Since I recently obtained Blu-Ray DVDs of the original, “classic” Star Trek episodes, Daniel patiently watched many of the episodes with me and got to know Captain Kirk, Spock, Dr. McCoy and other characters. We laughed together at the corny moments – like Captain Kirk jumping and pushing off a corridor wall during a fight, then stabbing his assailant as the alien adjusted his tunic.

And don’t forget the Plan 9 salute. (Watch the movie. You’ll understand.)

Daniel has made an impact at Lovell High School, as well, excelling for the speech team in student congress and competing on the golf team.

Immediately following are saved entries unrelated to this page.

//! Compact vertex format strings.
//!
//! A format string describes how one interleaved buffer is laid out, e.g.
//! `"3f 12x 2f"` (a `vec3`, 12 bytes of padding, a `vec2`) or `"2f /i"` (a
//! per-instance `vec2`). Each token is a decimal component count followed by
//! a type code; an optional final `/v` or `/i` selects the step rate.
//!
//! | Code         | Component type   | Bytes |
//! |--------------|------------------|-------|
//! | `f`, `f4`    | `FLOAT`          | 4     |
//! | `f2`         | `HALF_FLOAT`     | 2     |
//! | `i`, `i4`    | `INT`            | 4     |
//! | `i2`         | `SHORT`          | 2     |
//! | `i1`         | `BYTE`           | 1     |
//! | `u`, `u4`    | `UNSIGNED_INT`   | 4     |
//! | `u2`         | `UNSIGNED_SHORT` | 2     |
//! | `u1`         | `UNSIGNED_BYTE`  | 1     |
//! | `x`          | padding          | 1     |

use std::str::FromStr;

use crate::error::{ParseError, ParseErrorKind};

/// Component type of a vertex attribute as stored in a buffer.
#[derive(Debug, Clone, Copy, PartialEq, Eq, Hash)]
pub enum ScalarType {
    /// 32-bit float.
    Float,
    /// 16-bit float.
    HalfFloat,
    /// 32-bit signed integer.
    Int,
    /// 16-bit signed integer.
    Short,
    /// 8-bit signed integer.
    Byte,
    /// 32-bit unsigned integer.
    UnsignedInt,
    /// 16-bit unsigned integer.
    UnsignedShort,
    /// 8-bit unsigned integer.
    UnsignedByte,
}

impl ScalarType {
    /// The GL type enum passed to `glVertexAttrib*Pointer`.
    pub fn gl_type(self) -> u32 {
        match self {
            Self::Float => glow::FLOAT,
            Self::HalfFloat => glow::HALF_FLOAT,
            Self::Int => glow::INT,
            Self::Short => glow::SHORT,
            Self::Byte => glow::BYTE,
            Self::UnsignedInt => glow::UNSIGNED_INT,
            Self::UnsignedShort => glow::UNSIGNED_SHORT,
            Self::UnsignedByte => glow::UNSIGNED_BYTE,
        }
    }

    /// Size of one component in bytes.
    pub fn byte_width(self) -> u32 {
        match self {
            Self::Float | Self::Int | Self::UnsignedInt => 4,
            Self::HalfFloat | Self::Short | Self::UnsignedShort => 2,
            Self::Byte | Self::UnsignedByte => 1,
        }
    }

    /// Whether the type is an integer type.
    pub fn is_integer(self) -> bool {
        !matches!(self, Self::Float | Self::HalfFloat)
    }
}

/// What a format node describes.
#[derive(Debug, Clone, Copy, PartialEq, Eq, Hash)]
pub enum NodeKind {
    /// A shader attribute with the given component type.
    Attribute(ScalarType),
    /// Bytes skipped between attributes.
    Padding,
}

/// One token of a vertex format.
#[derive(Debug, Clone, Copy, PartialEq, Eq, Hash)]
pub struct FormatNode {
    /// Number of components (or padding bytes).
    pub count: u32,
    /// Attribute component type, or padding.
    pub kind: NodeKind,
    /// Size of the node in bytes.
    pub size: u32,
}

impl FormatNode {
    /// Whether this node feeds a shader attribute.
    pub fn is_attribute(&self) -> bool {
        matches!(self.kind, NodeKind::Attribute(_))
    }
}

/// How often an attribute advances.
#[derive(Debug, Clone, Copy, Default, PartialEq, Eq, Hash)]
pub enum StepRate {
    /// Once per vertex (`/v`, the default).
    #[default]
    Vertex,
    /// Once per instance (`/i`).
    Instance,
}

impl StepRate {
    /// The value passed to `glVertexAttribDivisor`.
    pub fn divisor(self) -> u32 {
        match self {
            Self::Vertex => 0,
            Self::Instance => 1,
        }
    }
}

/// A parsed vertex format: the layout of one interleaved buffer.
#[derive(Debug, Clone, PartialEq, Eq, Hash)]
pub struct VertexFormat {
    nodes: Vec<FormatNode>,
    step_rate: StepRate,
    stride: u32,
}

impl VertexFormat {
    /// Parse a format string such as `"3f 12x 2f"` or `"2f /i"`.
    ///
    /// # Errors
    ///
    /// Returns a [`ParseError`] naming the first token that is not valid.
    pub fn parse(format: &str) -> Result<Self, ParseError> {
        let mut tokens: Vec<&str> = format.split_whitespace().collect();

        let step_rate = match tokens.last() {
            Some(&"/v") => Some(StepRate::Vertex),
            Some(&"/i") => Some(StepRate::Instance),
            Some(token) if token.starts_with('/') => {
                return Err(ParseError::new(*token, ParseErrorKind::UnknownDivisor));
            }
            _ => None,
        };
        if step_rate.is_some() {
            tokens.pop();
        }

        if tokens.is_empty() {
            return Err(ParseError::new(format.trim(), ParseErrorKind::Empty));
        }

        let mut nodes = Vec::with_capacity(tokens.len());
        let mut stride = 0u32;
        for token in tokens {
            let node = parse_node(token)?;
            stride = stride
                .checked_add(node.size)
                .ok_or_else(|| ParseError::new(token, ParseErrorKind::CountOverflow))?;
            nodes.push(node);
        }

        Ok(Self {
            nodes,
            step_rate: step_rate.unwrap_or_default(),
            stride,
        })
    }

    /// The nodes in buffer order.
    pub fn nodes(&self) -> &[FormatNode] {
        &self.nodes
    }

    /// Per-vertex or per-instance.
    pub fn step_rate(&self) -> StepRate {
        self.step_rate
    }

    /// Distance in bytes between consecutive elements: the sum of node sizes.
    pub fn stride(&self) -> u32 {
        self.stride
    }

    /// Number of nodes that feed shader attributes.
    pub fn attribute_count(&self) -> usize {
        self.nodes.iter().filter(|node| node.is_attribute()).count()
    }
}

impl FromStr for VertexFormat {
    type Err = ParseError;

    fn from_str(s: &str) -> Result<Self, Self::Err> {
        Self::parse(s)
    }
}

fn parse_node(token: &str) -> Result<FormatNode, ParseError> {
    if token.starts_with('/') {
        return Err(ParseError::new(token, ParseErrorKind::MisplacedDivisor));
    }

    let split = token
        .find(|c: char| !c.is_ascii_digit())
        .unwrap_or(token.len());
    let (digits, code) = token.split_at(split);
    if digits.is_empty() {
        return Err(ParseError::new(token, ParseErrorKind::MissingCount));
    }

    let count: u32 = digits
        .parse()
        .map_err(|_| ParseError::new(token, ParseErrorKind::CountOverflow))?;
    if count == 0 {
        return Err(ParseError::new(token, ParseErrorKind::ZeroCount));
    }

    let kind = parse_type_code(code)
        .ok_or_else(|| ParseError::new(token, ParseErrorKind::UnknownType))?;
    let width = match kind {
        NodeKind::Attribute(scalar) => scalar.byte_width(),
        NodeKind::Padding => 1,
    };
    let size = count
        .checked_mul(width)
        .ok_or_else(|| ParseError::new(token, ParseErrorKind::CountOverflow))?;

    Ok(FormatNode { count, kind, size })
}

fn parse_type_code(code: &str) -> Option<NodeKind> {
    let scalar = match code {
        "f" | "f4" => ScalarType::Float,
        "f2" => ScalarType::HalfFloat,
        "i" | "i4" => ScalarType::Int,
        "i2" => ScalarType::Short,
        "i1" => ScalarType::Byte,
        "u" | "u4" => ScalarType::UnsignedInt,
        "u2" => ScalarType::UnsignedShort,
        "u1" => ScalarType::UnsignedByte,
        "x" => return Some(NodeKind::Padding),
        _ => return None,
    };
    Some(NodeKind::Attribute(scalar))
}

Teachers and his many friends will miss his lively personality and good nature.

And now he’s heading back home with his parents, who have been visiting and enjoying Wyoming for the past week and a half. Getting to know Wolfgang and Herta has been a joy, and seeing their great affection for Daniel, Susan and I wonder how they could possibly be away from him for all that time – and yet we will say goodbye to our Danielle in August for about eight months, so we will understand.

We now have two daughters in Berlin, one in Karlsruhe, Germany, one in Australia, and an exchange son in Salzburg, Austria. We love them all, and we miss them. But we are glad they joined our family for a little while.

Daniel may be our last. We want to focus on our darling Danielle and be free to travel to visit her on her life’s journey. But I would encourage others to take up the baton. Having an exchange student is truly a great experience – even if it is hard to say goodbye.